I decided I have two options. First option, I could choose to let this disease continue to control my life, and hope that my doctor’s treatment plan would someday help me. This puts all the responsibility of my recovery on my doctors and a treatment plan, which may or may not help me, making me feel uncomfortable. Okay. So, what is the second option? Second option, I could choose to accept the reality of the disease and my situation, figure what my options and resources are that I have available, and realize what I am able to do, along with my prescribed treatment plan by the doctors, to accelerate my recovery. I feel more comfortable with this option because I am taking responsibility in my recovery, and feel like my treatment plan is more complete.
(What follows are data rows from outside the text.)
//! Update Errors
//!
//! One error type for the whole pipeline, classified so callers can decide
//! what to log, what to retry and what to show the user.

use serde::Serialize;
use std::path::PathBuf;
use thiserror::Error;

use super::process::ProcessError;

/// Broad failure classes of an update cycle
#[derive(Debug, Clone, Copy, PartialEq, Eq, Serialize)]
#[serde(rename_all = "snake_case")]
pub enum ErrorKind {
    /// Missing installed-version identity, malformed URLs. Never retried.
    Structural,
    /// No eligible update. Expected, not an anomaly.
    Benign,
    /// Network failures and malformed download streams.
    Transport,
    /// Extraction and bundle problems. Partial content is discarded.
    Integrity,
    /// Signing identity mismatch.
    Trust,
    /// Replacing or relaunching failed. The running instance stays alive.
    InstallTime,
    /// The owning task was cancelled.
    Cancelled,
}

#[derive(Error, Debug)]
pub enum UpdateError {
    #[error("Running build has no resolvable bundle executable or version")]
    BundleExecutable,
    #[error("Invalid URL: {0}")]
    InvalidUrl(String),
    #[error("Invalid configuration: {0}")]
    InvalidConfig(String),
    #[error("No valid update available")]
    NoValidUpdate,
    #[error("HTTP error: {0}")]
    Http(#[from] reqwest::Error),
    #[error("Invalid HTTP response ({status}) for {url}")]
    HttpStatus { status: u16, url: String },
    #[error("Download stream ended without a finished event")]
    MissingTerminalEvent,
    #[error("Failed to decode release feed: {0}")]
    Decode(#[from] serde_json::Error),
    #[error("IO error: {0}")]
    Io(#[from] std::io::Error),
    #[error("Archive extraction failed: {0}")]
    UnzipFailed(String),
    #[error("Archive entry escapes extraction directory: {}", .0.display())]
    PathTraversalDetected(PathBuf),
    #[error("Archive extraction timed out after {0} seconds")]
    ExtractionTimeout(u64),
    #[error("Downloaded bundle is invalid: {}", .0.display())]
    InvalidDownloadedBundle(PathBuf),
    #[error("Code signing identity of the download does not match the installed build")]
    CodeSigningIdentity,
    #[error("Failed to replace installed bundle: {0}")]
    ReplaceFailed(String),
    #[error("Failed to launch the updated application: {0}")]
    RelaunchFailed(String),
    #[error("The operation was cancelled")]
    Cancelled,
}

impl UpdateError {
    /// Failure class of this error
    pub fn kind(&self) -> ErrorKind {
        match self {
            Self::BundleExecutable | Self::InvalidUrl(_) | Self::InvalidConfig(_) => {
                ErrorKind::Structural
            }
            Self::NoValidUpdate => ErrorKind::Benign,
            Self::Http(_)
            | Self::HttpStatus { .. }
            | Self::MissingTerminalEvent
            | Self::Decode(_)
            | Self::Io(_) => ErrorKind::Transport,
            Self::UnzipFailed(_)
            | Self::PathTraversalDetected(_)
            | Self::ExtractionTimeout(_)
            | Self::InvalidDownloadedBundle(_) => ErrorKind::Integrity,
            Self::CodeSigningIdentity => ErrorKind::Trust,
            Self::ReplaceFailed(_) | Self::RelaunchFailed(_) => ErrorKind::InstallTime,
            Self::Cancelled => ErrorKind::Cancelled,
        }
    }

    /// True for the expected "nothing to do" outcome
    pub fn is_benign(&self) -> bool {
        self.kind() == ErrorKind::Benign
    }

    /// True if this error represents a cancelled operation
    pub fn is_cancelled(&self) -> bool {
        match self {
            Self::Cancelled => true,
            Self::Io(e) => e.kind() == std::io::ErrorKind::Interrupted,
            _ => false,
        }
    }
}

impl From<ProcessError> for UpdateError {
    fn from(e: ProcessError) -> Self {
        match e {
            ProcessError::Timeout { seconds, .. } => Self::ExtractionTimeout(seconds),
            other => Self::UnzipFailed(other.to_string()),
        }
    }
}
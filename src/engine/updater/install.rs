//! Bundle Installation
//!
//! Swaps a downloaded bundle into the installed location and starts the new
//! build. The candidate is first staged next to the installed bundle so the
//! swap itself is two renames on one filesystem; if the second rename fails
//! the first is undone.

use std::ffi::OsString;
use std::fs;
use std::io;
use std::path::{Path, PathBuf};
use std::process::Stdio;
use std::sync::Arc;
use std::time::Duration;
use tracing::{debug, info, warn};

use super::bundle::AppBundle;
use super::error::UpdateError;
use super::process::ExternalCommand;

const LAUNCH_GRACE: Duration = Duration::from_millis(300);
const OPEN_TIMEOUT: Duration = Duration::from_secs(30);

/// How the replaced bundle is started
#[derive(Debug, Clone, PartialEq, Eq)]
pub enum Launcher {
    /// `open -n <bundle>` through Launch Services
    Open,
    /// Spawn the bundle executable directly, optionally through an
    /// interpreter
    Executable { interpreter: Option<PathBuf> },
}

impl Default for Launcher {
    fn default() -> Self {
        if cfg!(target_os = "macos") {
            Launcher::Open
        } else {
            Launcher::Executable { interpreter: None }
        }
    }
}

/// Called once the new instance is confirmed running
pub type TerminateHook = Arc<dyn Fn() + Send + Sync>;

pub fn exit_process() -> TerminateHook {
    Arc::new(|| std::process::exit(0))
}

/// Replaces one installed bundle and relaunches it
#[derive(Debug, Clone)]
pub struct Installer {
    installed: PathBuf,
    launcher: Launcher,
}

impl Installer {
    pub fn new(installed: &AppBundle, launcher: Launcher) -> Self {
        Self {
            installed: installed.path().to_path_buf(),
            launcher,
        }
    }

    /// Hidden single backup kept next to the installed bundle
    pub fn backup_path(&self) -> PathBuf {
        self.sibling("backup")
    }

    fn staging_path(&self) -> PathBuf {
        self.sibling("incoming")
    }

    fn sibling(&self, suffix: &str) -> PathBuf {
        let name = self
            .installed
            .file_name()
            .map(|n| n.to_string_lossy().into_owned())
            .unwrap_or_default();
        self.installed.with_file_name(format!(".{}.{}", name, suffix))
    }

    /// Replace the installed bundle with `candidate`, then launch it
    pub async fn install(&self, candidate: &AppBundle) -> Result<(), UpdateError> {
        if candidate.existing_executable().is_none() {
            return Err(UpdateError::InvalidDownloadedBundle(
                candidate.path().to_path_buf(),
            ));
        }
        self.replace(candidate)?;
        self.relaunch().await
    }

    /// Swap `candidate` into place, keeping the old bundle as the backup
    pub fn replace(&self, candidate: &AppBundle) -> Result<(), UpdateError> {
        let staged = self.staging_path();
        let backup = self.backup_path();

        remove_if_present(&staged).map_err(replace_failed)?;
        move_tree(candidate.path(), &staged).map_err(replace_failed)?;
        debug!("Staged {} at {}", candidate.path().display(), staged.display());

        remove_if_present(&backup).map_err(replace_failed)?;
        fs::rename(&self.installed, &backup).map_err(replace_failed)?;

        if let Err(e) = fs::rename(&staged, &self.installed) {
            warn!("Swap failed, restoring {}: {}", self.installed.display(), e);
            if let Err(restore) = fs::rename(&backup, &self.installed) {
                warn!("Restore failed: {}", restore);
            }
            return Err(replace_failed(e));
        }

        info!("Installed update at {}", self.installed.display());
        Ok(())
    }

    /// Start the installed bundle and wait until the launch is confirmed
    pub async fn relaunch(&self) -> Result<(), UpdateError> {
        match &self.launcher {
            Launcher::Open => {
                ExternalCommand::new("/usr/bin/open")
                    .arg("-n")
                    .arg(&self.installed)
                    .timeout(OPEN_TIMEOUT)
                    .run()
                    .await
                    .map_err(|e| UpdateError::RelaunchFailed(e.to_string()))?;
            }
            Launcher::Executable { interpreter } => {
                let bundle = AppBundle::load(&self.installed).ok_or_else(|| {
                    UpdateError::RelaunchFailed(format!(
                        "{} is not a bundle",
                        self.installed.display()
                    ))
                })?;
                let executable = bundle.existing_executable().ok_or_else(|| {
                    UpdateError::RelaunchFailed("bundle executable is missing".into())
                })?;
                spawn_detached(interpreter.as_deref(), &executable).await?;
            }
        }
        info!("Relaunched {}", self.installed.display());
        Ok(())
    }
}

async fn spawn_detached(interpreter: Option<&Path>, executable: &Path) -> Result<(), UpdateError> {
    let (program, args): (OsString, Vec<OsString>) = match interpreter {
        Some(interp) => (interp.into(), vec![executable.into()]),
        None => (executable.into(), Vec::new()),
    };

    let mut child = tokio::process::Command::new(&program)
        .args(&args)
        .stdin(Stdio::null())
        .stdout(Stdio::null())
        .stderr(Stdio::null())
        .spawn()
        .map_err(|e| UpdateError::RelaunchFailed(e.to_string()))?;

    tokio::time::sleep(LAUNCH_GRACE).await;
    match child.try_wait() {
        Ok(Some(status)) if !status.success() => Err(UpdateError::RelaunchFailed(format!(
            "new instance exited with {}",
            status
        ))),
        Ok(_) => Ok(()),
        Err(e) => Err(UpdateError::RelaunchFailed(e.to_string())),
    }
}

fn replace_failed(e: io::Error) -> UpdateError {
    UpdateError::ReplaceFailed(e.to_string())
}

fn remove_if_present(path: &Path) -> io::Result<()> {
    match fs::symlink_metadata(path) {
        Ok(meta) if meta.is_dir() => fs::remove_dir_all(path),
        Ok(_) => fs::remove_file(path),
        Err(e) if e.kind() == io::ErrorKind::NotFound => Ok(()),
        Err(e) => Err(e),
    }
}

/// Rename, falling back to copy + delete across filesystems
fn move_tree(source: &Path, destination: &Path) -> io::Result<()> {
    if fs::rename(source, destination).is_ok() {
        return Ok(());
    }
    let bundle = AppBundle::load(source)
        .ok_or_else(|| io::Error::new(io::ErrorKind::NotFound, "candidate bundle is missing"))?;
    bundle.copy_to(destination)?;
    fs::remove_dir_all(source)
}
//! Update State Machine
//!
//! Observable lifecycle of an update check. Every transition is delivered to
//! every subscriber, in order, with no coalescing.

use chrono::{DateTime, Utc};
use parking_lot::Mutex;
use serde::{Serialize, Serializer};
use std::path::Path;
use std::sync::Arc;
use tempfile::TempDir;
use tokio::sync::mpsc;

use super::bundle::AppBundle;
use super::error::{ErrorKind, UpdateError};
use super::release::{Asset, Release};

/// An extracted, validated bundle awaiting installation.
///
/// Holds the work directory it was extracted into; the directory is removed
/// once the last clone is dropped.
#[derive(Debug, Clone)]
pub struct DownloadedBundle {
    bundle: AppBundle,
    workspace: Option<Arc<TempDir>>,
}

impl DownloadedBundle {
    pub fn new(bundle: AppBundle, workspace: Option<TempDir>) -> Self {
        Self {
            bundle,
            workspace: workspace.map(Arc::new),
        }
    }

    pub fn bundle(&self) -> &AppBundle {
        &self.bundle
    }

    pub fn path(&self) -> &Path {
        self.bundle.path()
    }

    pub fn workspace_path(&self) -> Option<&Path> {
        self.workspace.as_deref().map(TempDir::path)
    }

    /// Delete the work directory now, even while other clones are alive
    pub fn remove_workspace(&self) -> std::io::Result<()> {
        match self.workspace_path() {
            Some(dir) if dir.exists() => std::fs::remove_dir_all(dir),
            _ => Ok(()),
        }
    }
}

impl PartialEq for DownloadedBundle {
    fn eq(&self, other: &Self) -> bool {
        self.bundle == other.bundle
    }
}

impl Serialize for DownloadedBundle {
    fn serialize<S: Serializer>(&self, serializer: S) -> Result<S::Ok, S::Error> {
        serializer.collect_str(&self.path().display())
    }
}

/// Current status of the update process
#[derive(Debug, Clone, Default, PartialEq, Serialize)]
#[serde(tag = "status", rename_all = "snake_case")]
pub enum UpdateState {
    /// No update in progress
    #[default]
    None,
    /// An eligible release was selected
    NewVersionDetected { release: Release, asset: Asset },
    /// Asset transfer in progress
    Downloading {
        release: Release,
        asset: Asset,
        fraction: f64,
    },
    /// Extracted and validated, ready to install
    Downloaded {
        release: Release,
        asset: Asset,
        bundle: DownloadedBundle,
    },
}

impl UpdateState {
    pub fn release(&self) -> Option<&Release> {
        match self {
            Self::None => None,
            Self::NewVersionDetected { release, .. }
            | Self::Downloading { release, .. }
            | Self::Downloaded { release, .. } => Some(release),
        }
    }

    pub fn asset(&self) -> Option<&Asset> {
        match self {
            Self::None => None,
            Self::NewVersionDetected { asset, .. }
            | Self::Downloading { asset, .. }
            | Self::Downloaded { asset, .. } => Some(asset),
        }
    }

    pub fn fraction(&self) -> Option<f64> {
        match self {
            Self::Downloading { fraction, .. } => Some(*fraction),
            _ => None,
        }
    }

    pub fn is_downloaded(&self) -> bool {
        matches!(self, Self::Downloaded { .. })
    }

    /// Short name of the state
    pub fn label(&self) -> &'static str {
        match self {
            Self::None => "none",
            Self::NewVersionDetected { .. } => "new_version_detected",
            Self::Downloading { .. } => "downloading",
            Self::Downloaded { .. } => "downloaded",
        }
    }
}

/// Most recent failed check
#[derive(Debug, Clone, PartialEq, Serialize)]
pub struct LastError {
    pub kind: ErrorKind,
    pub message: String,
    pub at: DateTime<Utc>,
}

impl LastError {
    pub fn from_error(error: &UpdateError) -> Self {
        Self {
            kind: error.kind(),
            message: error.to_string(),
            at: Utc::now(),
        }
    }
}

#[derive(Default)]
struct Shared {
    state: UpdateState,
    releases: Vec<Release>,
    last_error: Option<LastError>,
    subscribers: Vec<mpsc::UnboundedSender<UpdateState>>,
    release_subscribers: Vec<mpsc::UnboundedSender<Vec<Release>>>,
}

/// Holds the observable snapshot and fans transitions out to subscribers
#[derive(Default)]
pub struct StatePublisher {
    shared: Mutex<Shared>,
}

impl StatePublisher {
    pub fn new() -> Self {
        Self::default()
    }

    /// Receive every transition published from now on
    pub fn subscribe(&self) -> mpsc::UnboundedReceiver<UpdateState> {
        let (tx, rx) = mpsc::unbounded_channel();
        self.shared.lock().subscribers.push(tx);
        rx
    }

    /// Replace the current state and notify subscribers
    pub fn publish(&self, state: UpdateState) {
        let mut shared = self.shared.lock();
        shared.subscribers.retain(|tx| tx.send(state.clone()).is_ok());
        shared.state = state;
    }

    pub fn state(&self) -> UpdateState {
        self.shared.lock().state.clone()
    }

    /// Receive every release list stored from now on
    pub fn subscribe_releases(&self) -> mpsc::UnboundedReceiver<Vec<Release>> {
        let (tx, rx) = mpsc::unbounded_channel();
        self.shared.lock().release_subscribers.push(tx);
        rx
    }

    /// Replace the release list and notify release subscribers
    pub fn set_releases(&self, releases: Vec<Release>) {
        let mut shared = self.shared.lock();
        shared
            .release_subscribers
            .retain(|tx| tx.send(releases.clone()).is_ok());
        shared.releases = releases;
    }

    pub fn releases(&self) -> Vec<Release> {
        self.shared.lock().releases.clone()
    }

    pub fn record_error(&self, error: &UpdateError) {
        self.shared.lock().last_error = Some(LastError::from_error(error));
    }

    pub fn last_error(&self) -> Option<LastError> {
        self.shared.lock().last_error.clone()
    }

    pub fn subscriber_count(&self) -> usize {
        self.shared.lock().subscribers.len()
    }
}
The purpose of this blog is to document my journey during my recovery from this debilitating disease. I hope my blog is able to raise awareness about Lyme disease. In addition, I hope that my story is able to help other people that may be in a similar situation. I realize and understand what I have done that has helped in my recovery, and what has not helped my recovery. I understand this disease affects everybody differently, and what worked for me, may not work for you. I want to share my story and realizations with other people that may be in a similar situation. I hope my blog is able to spark some ideas, inspire and motivate others. At this point, it does not hurt to try, and you never know until you try, right?
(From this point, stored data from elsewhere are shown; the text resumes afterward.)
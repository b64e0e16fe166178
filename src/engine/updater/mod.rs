//! Self-Update Engine
//!
//! Checks a release feed, downloads and verifies a newer bundle, and swaps
//! it in for the running installation before relaunching.
//!
//! Components:
//! - `release` / `selector` - Feed model and update selection
//! - `provider` - Release sources (`github`, `mock`)
//! - `download` - Cancellable streaming download with progress
//! - `extract` - Archive extraction with path traversal checks
//! - `signing` - Signing identity comparison
//! - `install` - Bundle replacement and relaunch
//! - `deferred` - Parking downloaded updates for later
//! - `orchestrator` - The update cycle and its observable state

pub mod bundle;
pub mod deferred;
pub mod download;
pub mod error;
pub mod extract;
pub mod github;
pub mod install;
pub mod mock;
pub mod orchestrator;
pub mod process;
pub mod provider;
pub mod release;
pub mod selector;
pub mod signing;
pub mod state;
pub mod transform;

pub use bundle::AppBundle;
pub use deferred::{DeferredUpdate, PendingUpdates};
pub use download::{DownloadEvent, DownloadStream, Downloader};
pub use error::{ErrorKind, UpdateError};
pub use extract::ArchiveExtractor;
pub use github::GithubReleaseProvider;
pub use install::{Installer, Launcher};
pub use mock::{MockReleaseProvider, MockSource};
pub use orchestrator::{AppUpdater, DownloadedUpdate};
pub use provider::ReleaseProvider;
pub use release::{Asset, MediaKind, Release, Tag};
pub use selector::select_update;
pub use signing::{AuthenticityValidator, SigningInspector};
pub use state::{DownloadedBundle, LastError, UpdateState};
pub use transform::UrlTransform;
//! Update Orchestrator
//!
//! Drives one update cycle end to end:
//!
//! 1. Resolve the installed bundle and its version
//! 2. List releases and select a candidate
//! 3. Download the asset into a work directory next to the installed bundle
//! 4. Extract it and locate the new bundle
//! 5. Compare signing identities
//!
//! Each step publishes a state transition. Installing or deferring the
//! result is a separate call.

use semver::Version;
use std::path::Path;
use std::sync::Arc;
use tempfile::TempDir;
use tokio::sync::mpsc;
use tokio::task::JoinHandle;
use tracing::{debug, info, warn};

use super::bundle::AppBundle;
use super::deferred::{DeferredUpdate, PendingUpdates};
use super::error::UpdateError;
use super::extract::ArchiveExtractor;
use super::install::{exit_process, Installer, Launcher, TerminateHook};
use super::provider::ReleaseProvider;
use super::release::{Asset, Release};
use super::selector::select_update;
use super::signing::{AuthenticityValidator, SigningInspector};
use super::state::{DownloadedBundle, LastError, StatePublisher, UpdateState};
use crate::engine::config::UpdaterConfig;

const DOWNLOAD_FILE: &str = "download";

/// Result of a successful check
#[derive(Debug, Clone)]
pub struct DownloadedUpdate {
    pub release: Release,
    pub asset: Asset,
    pub bundle: DownloadedBundle,
}

/// Self-updater for the running application bundle
pub struct AppUpdater<P: ReleaseProvider> {
    config: UpdaterConfig,
    provider: P,
    installed: Option<AppBundle>,
    extractor: ArchiveExtractor,
    inspector: SigningInspector,
    launcher: Launcher,
    terminate: TerminateHook,
    publisher: StatePublisher,
    check_lock: tokio::sync::Mutex<()>,
}

impl<P: ReleaseProvider> AppUpdater<P> {
    pub fn new(config: UpdaterConfig, provider: P) -> Self {
        Self {
            config,
            provider,
            installed: AppBundle::main(),
            extractor: ArchiveExtractor::default(),
            inspector: SigningInspector::default(),
            launcher: Launcher::default(),
            terminate: exit_process(),
            publisher: StatePublisher::new(),
            check_lock: tokio::sync::Mutex::new(()),
        }
    }

    /// Update this bundle instead of the one the process runs from
    pub fn with_installed_bundle(mut self, bundle: AppBundle) -> Self {
        self.installed = Some(bundle);
        self
    }

    pub fn with_extractor(mut self, extractor: ArchiveExtractor) -> Self {
        self.extractor = extractor;
        self
    }

    pub fn with_signing_inspector(mut self, inspector: SigningInspector) -> Self {
        self.inspector = inspector;
        self
    }

    pub fn with_launcher(mut self, launcher: Launcher) -> Self {
        self.launcher = launcher;
        self
    }

    /// Replace the default `exit(0)` run after a successful relaunch
    pub fn with_terminate_hook<F>(mut self, hook: F) -> Self
    where
        F: Fn() + Send + Sync + 'static,
    {
        self.terminate = Arc::new(hook);
        self
    }

    pub fn config(&self) -> &UpdaterConfig {
        &self.config
    }

    pub fn installed_bundle(&self) -> Option<&AppBundle> {
        self.installed.as_ref()
    }

    pub fn state(&self) -> UpdateState {
        self.publisher.state()
    }

    /// Releases from the most recent successful listing
    pub fn releases(&self) -> Vec<Release> {
        self.publisher.releases()
    }

    /// Receive every release list fetched from now on
    pub fn subscribe_releases(&self) -> mpsc::UnboundedReceiver<Vec<Release>> {
        self.publisher.subscribe_releases()
    }

    pub fn last_error(&self) -> Option<LastError> {
        self.publisher.last_error()
    }

    /// Receive every state transition from now on
    pub fn subscribe(&self) -> mpsc::UnboundedReceiver<UpdateState> {
        self.publisher.subscribe()
    }

    /// Run one update check.
    ///
    /// Concurrent calls are serialized. Dropping the returned future cancels
    /// the check, including any running download or subprocess.
    pub async fn check_once(&self) -> Result<DownloadedUpdate, UpdateError> {
        let _guard = self.check_lock.lock().await;
        info!("Checking for updates from {}", self.config.repository);

        match self.run_check().await {
            Ok(update) => Ok(update),
            Err(e) => {
                if e.is_benign() {
                    debug!("{}", e);
                } else if e.is_cancelled() {
                    debug!("Update check cancelled");
                } else {
                    warn!("Update check failed: {}", e);
                }
                self.publisher.record_error(&e);
                Err(e)
            }
        }
    }

    async fn run_check(&self) -> Result<DownloadedUpdate, UpdateError> {
        let installed = self.installed.as_ref().ok_or(UpdateError::BundleExecutable)?;
        if installed.existing_executable().is_none() {
            return Err(UpdateError::BundleExecutable);
        }
        let installed_version = installed.version().ok_or(UpdateError::BundleExecutable)?;
        let (owner, repo) = self.config.owner_repo()?;

        let releases = self.provider.fetch_releases(owner, repo).await?;
        self.publisher.set_releases(releases.clone());

        let (release, asset) = self
            .select(&releases, &installed_version)
            .ok_or(UpdateError::NoValidUpdate)?;
        info!("Found update {} ({})", release.tag, asset.name);
        self.publisher.publish(UpdateState::NewVersionDetected {
            release: release.clone(),
            asset: asset.clone(),
        });

        let bundle = self.download_and_verify(installed, &release, &asset).await?;
        self.publisher.publish(UpdateState::Downloaded {
            release: release.clone(),
            asset: asset.clone(),
            bundle: bundle.clone(),
        });
        info!("Update {} ready at {}", release.tag, bundle.path().display());

        Ok(DownloadedUpdate {
            release,
            asset,
            bundle,
        })
    }

    fn select(&self, releases: &[Release], installed: &Version) -> Option<(Release, Asset)> {
        select_update(
            releases,
            installed,
            &self.config.asset_prefix(),
            self.config.allow_prereleases,
        )
    }

    async fn download_and_verify(
        &self,
        installed: &AppBundle,
        release: &Release,
        asset: &Asset,
    ) -> Result<DownloadedBundle, UpdateError> {
        let workspace = work_directory(installed.path())?;
        let destination = workspace.path().join(DOWNLOAD_FILE);

        let stream = self.provider.download(asset, &destination).await?;
        let archive = stream
            .wait_for_location(|fraction| {
                debug!("Download progress {:.0}%", fraction * 100.0);
                self.publisher.publish(UpdateState::Downloading {
                    release: release.clone(),
                    asset: asset.clone(),
                    fraction,
                });
            })
            .await?;

        let extracted = self
            .extractor
            .extract(&archive, asset.media_kind)
            .await?
            .ok_or_else(|| UpdateError::UnzipFailed("archive holds no application bundle".into()))?;
        let bundle = AppBundle::load(&extracted)
            .ok_or_else(|| UpdateError::InvalidDownloadedBundle(extracted.clone()))?;

        let validator =
            AuthenticityValidator::new(self.inspector.clone(), self.config.skip_signing_validation);
        if !validator.is_authentic(installed, &bundle).await {
            return Err(UpdateError::CodeSigningIdentity);
        }

        Ok(DownloadedBundle::new(bundle, Some(workspace)))
    }

    /// Replace the installed bundle, relaunch it and terminate this process.
    ///
    /// The cycle's work directory is deleted before the terminate hook runs,
    /// since the default hook exits without running destructors.
    pub async fn install(&self, update: &DownloadedBundle) -> Result<(), UpdateError> {
        self.install_bundle(update.bundle()).await?;
        if let Err(e) = update.remove_workspace() {
            warn!("Cannot remove work directory: {}", e);
        }
        self.publisher.publish(UpdateState::None);
        (self.terminate)();
        Ok(())
    }

    async fn install_bundle(&self, candidate: &AppBundle) -> Result<(), UpdateError> {
        let installed = self.installed.as_ref().ok_or(UpdateError::BundleExecutable)?;
        Installer::new(installed, self.launcher.clone())
            .install(candidate)
            .await
            .inspect_err(|e| warn!("Install failed: {}", e))
    }

    /// Park a downloaded update for a later run
    pub fn defer(
        &self,
        update: &DownloadedUpdate,
        store: &PendingUpdates,
    ) -> Result<DeferredUpdate, UpdateError> {
        store.park(update.bundle.bundle(), &update.release, &update.asset)
    }

    /// Pending store for the installed application
    pub fn pending_updates(&self) -> Result<PendingUpdates, UpdateError> {
        PendingUpdates::for_identifier(self.installed.as_ref().and_then(|b| b.identifier()))
    }

    /// Install a parked update. The store is cleared before terminating.
    pub async fn install_deferred(&self, store: &PendingUpdates) -> Result<(), UpdateError> {
        let record = store.load()?.ok_or(UpdateError::NoValidUpdate)?;
        let bundle = record
            .load_bundle()
            .ok_or_else(|| UpdateError::InvalidDownloadedBundle(record.bundle_path.clone()))?;

        info!("Installing deferred update {}", record.release_version);
        self.install_bundle(&bundle).await?;
        store.cleanup()?;
        (self.terminate)();
        Ok(())
    }
}

impl<P: ReleaseProvider + 'static> AppUpdater<P> {
    /// Run `check_once` on the runtime. Aborting the handle cancels it.
    pub fn spawn_check(self: &Arc<Self>) -> JoinHandle<Result<DownloadedUpdate, UpdateError>> {
        let updater = Arc::clone(self);
        tokio::spawn(async move { updater.check_once().await })
    }
}

/// Fresh work directory beside the installed bundle, so the final move
/// stays on one filesystem
fn work_directory(installed: &Path) -> Result<TempDir, UpdateError> {
    let mut builder = tempfile::Builder::new();
    builder.prefix(".appupdater-");
    if let Some(parent) = installed.parent() {
        match builder.tempdir_in(parent) {
            Ok(dir) => return Ok(dir),
            Err(e) => debug!("Cannot create work directory in {}: {}", parent.display(), e),
        }
    }
    Ok(builder.tempdir()?)
}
This is my story with trying to face, understand, and deal with Lyme disease.

Friday, April 16, 2010

I think I am in love...

I have always heard about the benefits that yoga provides for the mind, body, and soul. The benefits that I heard about inspired me, over 10 years ago, to give yoga a chance. However, when I originally tried yoga I was unable to receive all these benefits, and could not understand what all the rant & rave was about. I gave up on yoga and decided to pursue cardio and strength training.

For the past 7 months, I have not been able to workout due to my illness; which for me is torture since I enjoy how it makes me feel and look. Just recently, I have noticed that my treatment for my illness has shown enough improvement for me to gain back my desire to workout. I have, also, noticed since I have been ill, that if, I push myself too hard, too fast and/or too much that I pay dearly for it with more severe symptoms for the next week. I realized that I needed to ease back into working out, and be gentle with myself. I was curious to see if yoga could satisfy my want and need to workout, and be gentle enough for me. To my surprise, yoga was able to satisfy my want and needs. As if that was not enough for me, I was able to receive all the other benefits that I had always heard about, which inspired over 10 years ago to entertain the idea of yoga.

Why is it that I am able to receive all these benefits now, and was not able to receive these benefits 10 years ago? The only difference is the temperature in which I practiced yoga. 10 years ago when I attempted yoga, the temperature in the room was in the lower 70’s. Recently, when I decided tried yoga again, the temperature in the room was in the upper 90’s.  I believe this difference in temperature has been able to aid in my Lyme disease recovery. In addition, continue to improve on my focus, clarity, self-confidence, flexibility, cardio, and strength.

I never in my life believed in yoga. Now, thanks to the introduction to HOT yoga, I have a newfound appreciation for yoga and myself.